— E
o que traz o senhor a Comala, se é que se pode saber? — ouvi que
me perguntava.
— Vou
ver meu pai — respondi.
— Ah!
— disse ele.
E
voltamos ao silêncio.
Caminhávamos
ladeira abaixo, ouvindo o trote ecoado dos burros. Os olhos
arrebentados pelo torpor do sono, no forte calor de agosto.
—
Decerto vai ter festança — tornei a
ouvir a voz do que ia ali, ao meu lado. — Vai ficar contente de ver
alguém depois de tantos anos sem aparecer ninguém por aqui.
E
acrescentou:
— Seja
o senhor quem for, ele vai ficar alegre de vê-lo.
Na
reverberação do sol, a planície parecia uma lagoa transparente,
desfeita em vapores por onde se transluzia um horizonte acinzentado.
E mais além, uma linha de montanhas. E mais além ainda, a mais
remota lonjura.
— E
como é o seu pai, se é que se pode saber?
— Não
o conheço — respondi. — Só sei que se chama Pedro Páramo.
— Ora,
veja!
— Pois
é, me disseram que é esse o nome dele.
Ouvi
de novo um “Ah!” do tropeiro.
Eu
havia topado com ele em Los Encuentros, onde se cruzavam vários
caminhos. Fiquei ali esperando, até que finalmente aquele homem
apareceu.
— Para
onde o senhor está indo? — perguntei a ele.
— Vou
descendo, senhor.
—
Conhece um lugar chamado Comala?
— Pois
é para onde estou indo.
E
eu o segui. Fui atrás dele tratando de me emparelhar com seu passo,
até que pareceu perceber que eu o seguia e diminuiu a pressa de seu
andar.
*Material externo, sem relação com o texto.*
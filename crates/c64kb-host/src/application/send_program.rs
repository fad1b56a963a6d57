//! Program upload: loads an image and pushes it to C64 memory chunk by chunk.
//!
//! The chunk plan comes from [`c64kb_core::protocol::transfer`]; this module
//! drives it against a [`FrameTransport`].  Each chunk is one round trip, and
//! the upload ends with the finalize frame, which makes the peripheral fix up
//! the BASIC pointers so the program can be `RUN`.
//!
//! A failed round trip aborts the upload where it stands.  Nothing is
//! retried and nothing is rolled back; the operator repeats the whole upload.

use std::path::PathBuf;

use c64kb_core::protocol::{frame_to_hex, Command, TransferError, TransferJob};
use thiserror::Error;
use tracing::info;

use super::link::{send_command, FrameTransport, TransportError};

/// Errors from resolving and reading a program file.
#[derive(Debug, Error)]
pub enum ProgramLoadError {
    /// The name was empty after trimming whitespace and control characters.
    #[error("no file name given")]
    EmptyName,

    #[error("file '{}' not found", .path.display())]
    NotFound { path: PathBuf },

    #[error("error reading file '{}': {source}", .path.display())]
    Io {
        path: PathBuf,
        #[source]
        source: std::io::Error,
    },
}

/// Source of program images, keyed by the name the operator typed.
pub trait ProgramLoader: Send + Sync {
    /// Reads the whole image for `name`.
    fn load(&self, name: &str) -> Result<Vec<u8>, ProgramLoadError>;
}

/// Errors from a program upload.
#[derive(Debug, Error)]
pub enum SendProgramError {
    /// The image was rejected before anything was sent.
    #[error(transparent)]
    Transfer(#[from] TransferError),

    /// A round trip failed part-way through the upload.
    #[error(transparent)]
    Transport(#[from] TransportError),
}

/// Summary of a completed upload.
#[derive(Debug, Clone, PartialEq, Eq)]
pub struct TransferReport {
    pub load_address: u16,
    /// Address one past the last byte written.
    pub end_address: u32,
    pub bytes: usize,
    pub chunks: usize,
    /// Value read back after the finalize frame.
    pub final_ack: Vec<u8>,
}

/// Uploads `image` (load address + body) to the peripheral.
///
/// # Errors
///
/// - [`SendProgramError::Transfer`] when the image is too short or does not
///   fit in memory.  Nothing has been sent in that case.
/// - [`SendProgramError::Transport`] when a round trip fails.
pub async fn send_program(
    transport: &dyn FrameTransport,
    image: &[u8],
) -> Result<TransferReport, SendProgramError> {
    let job = TransferJob::new(image)?;
    let load_address = job.load_address();
    let bytes = job.total_bytes();
    let chunks = job.chunk_count();

    info!(
        "sending {bytes} bytes to 0x{load_address:04X} in {chunks} chunk(s)"
    );

    for (index, chunk) in job.enumerate() {
        let ack = send_command(transport, &chunk.to_command()).await?;
        info!(
            "chunk {}/{chunks} at 0x{:04X} ({} bytes), return value: {}",
            index + 1,
            chunk.address,
            chunk.data.len(),
            frame_to_hex(&ack)
        );
    }

    let final_ack = send_command(transport, &Command::Finalize).await?;
    info!("return value from finalize: {}", frame_to_hex(&final_ack));

    Ok(TransferReport {
        load_address,
        end_address: u32::from(load_address) + bytes as u32,
        bytes,
        chunks,
        final_ack,
    })
}

#[cfg(test)]
mod tests {
    use super::*;
    use async_trait::async_trait;
    use std::sync::Mutex;

    // ── Test doubles ──────────────────────────────────────────────────────────

    /// Records every frame and fails on the `fail_at`-th round trip (0-based).
    #[derive(Default)]
    struct RecordingTransport {
        frames: Mutex<Vec<Vec<u8>>>,
        fail_at: Option<usize>,
    }

    #[async_trait]
    impl FrameTransport for RecordingTransport {
        async fn round_trip(&self, frame: &[u8]) -> Result<Vec<u8>, TransportError> {
            let mut frames = self.frames.lock().unwrap();
            if self.fail_at == Some(frames.len()) {
                return Err(TransportError::Link("injected failure".to_string()));
            }
            frames.push(frame.to_vec());
            Ok(vec![0x00])
        }
    }

    fn image(load_address: u16, body_len: usize) -> Vec<u8> {
        let mut v = load_address.to_le_bytes().to_vec();
        v.extend((0..body_len).map(|i| i as u8));
        v
    }

    #[tokio::test]
    async fn test_send_program_writes_chunks_then_finalize() {
        // Arrange
        let transport = RecordingTransport::default();
        let data = image(0x0801, 300);

        // Act
        let report = send_program(&transport, &data).await.unwrap();

        // Assert
        let frames = transport.frames.lock().unwrap();
        assert_eq!(frames.len(), 3);
        assert_eq!(&frames[0][..6], &[0x0C, 0x00, 0x80, 248, 0x01, 0x08]);
        assert_eq!(&frames[1][..3], &[52, 0xF9, 0x08]);
        assert_eq!(frames[2], vec![0xFF]);
        assert_eq!(report.chunks, 2);
        assert_eq!(report.bytes, 300);
        assert_eq!(report.end_address, 0x0801 + 300);
    }

    #[tokio::test]
    async fn test_send_program_rejects_short_image_without_sending() {
        let transport = RecordingTransport::default();

        let result = send_program(&transport, &[0x01, 0x08]).await;

        assert!(matches!(
            result,
            Err(SendProgramError::Transfer(TransferError::InsufficientData { .. }))
        ));
        assert!(transport.frames.lock().unwrap().is_empty());
    }

    #[tokio::test]
    async fn test_send_program_stops_at_first_transport_failure() {
        // Arrange – second chunk fails
        let transport = RecordingTransport {
            fail_at: Some(1),
            ..Default::default()
        };
        let data = image(0x0801, 600);

        // Act
        let result = send_program(&transport, &data).await;

        // Assert – no retry, no finalize
        assert!(matches!(result, Err(SendProgramError::Transport(_))));
        let frames = transport.frames.lock().unwrap();
        assert_eq!(frames.len(), 1);
        assert_eq!(frames[0][0], 0x0C);
    }

    #[tokio::test]
    async fn test_send_program_failure_on_finalize_is_reported() {
        let transport = RecordingTransport {
            fail_at: Some(1),
            ..Default::default()
        };

        let result = send_program(&transport, &image(0xC000, 10)).await;

        assert!(matches!(result, Err(SendProgramError::Transport(_))));
    }
}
Depois nós dois íamos tão próximos que nossos ombros quase
se tocavam.
— Eu
também sou filho de Pedro Páramo — ele me disse.
Uma
revoada de corvos passou, cruzando o céu vazio, fazendo “cuar,
cuar, cuar”.
Depois
de varar os montes, descemos cada vez mais. Havíamos deixado o ar
quente lá de cima e fomos nos afundando no puro calor sem ar. Tudo
parecia estar à espera de alguma coisa.
— Faz
calor aqui — eu disse.
— Pois
é, mas isso não é nada — respondeu o outro. — Fique tranquilo.
Quando chegarmos a Comala, o senhor vai ver o que é calor forte.
Aquilo fica em cima das brasas da terra, bem na boca do inferno. Digo
eu que muitos dos que morrem por lá, quando chegam ao inferno voltam
para buscar um cobertor.
— O
senhor conhece Pedro Páramo? — perguntei.
Eu
me atrevi a perguntar porque vi nos olhos dele uma gota de confiança.
— Quem
é ele? — tornei a perguntar.
— O
rancor em pessoa — respondeu ele.
E
deu uma chibatada nos burros, sem necessidade, pois os burros iam
muito na nossa frente, encarreirados por causa da descida.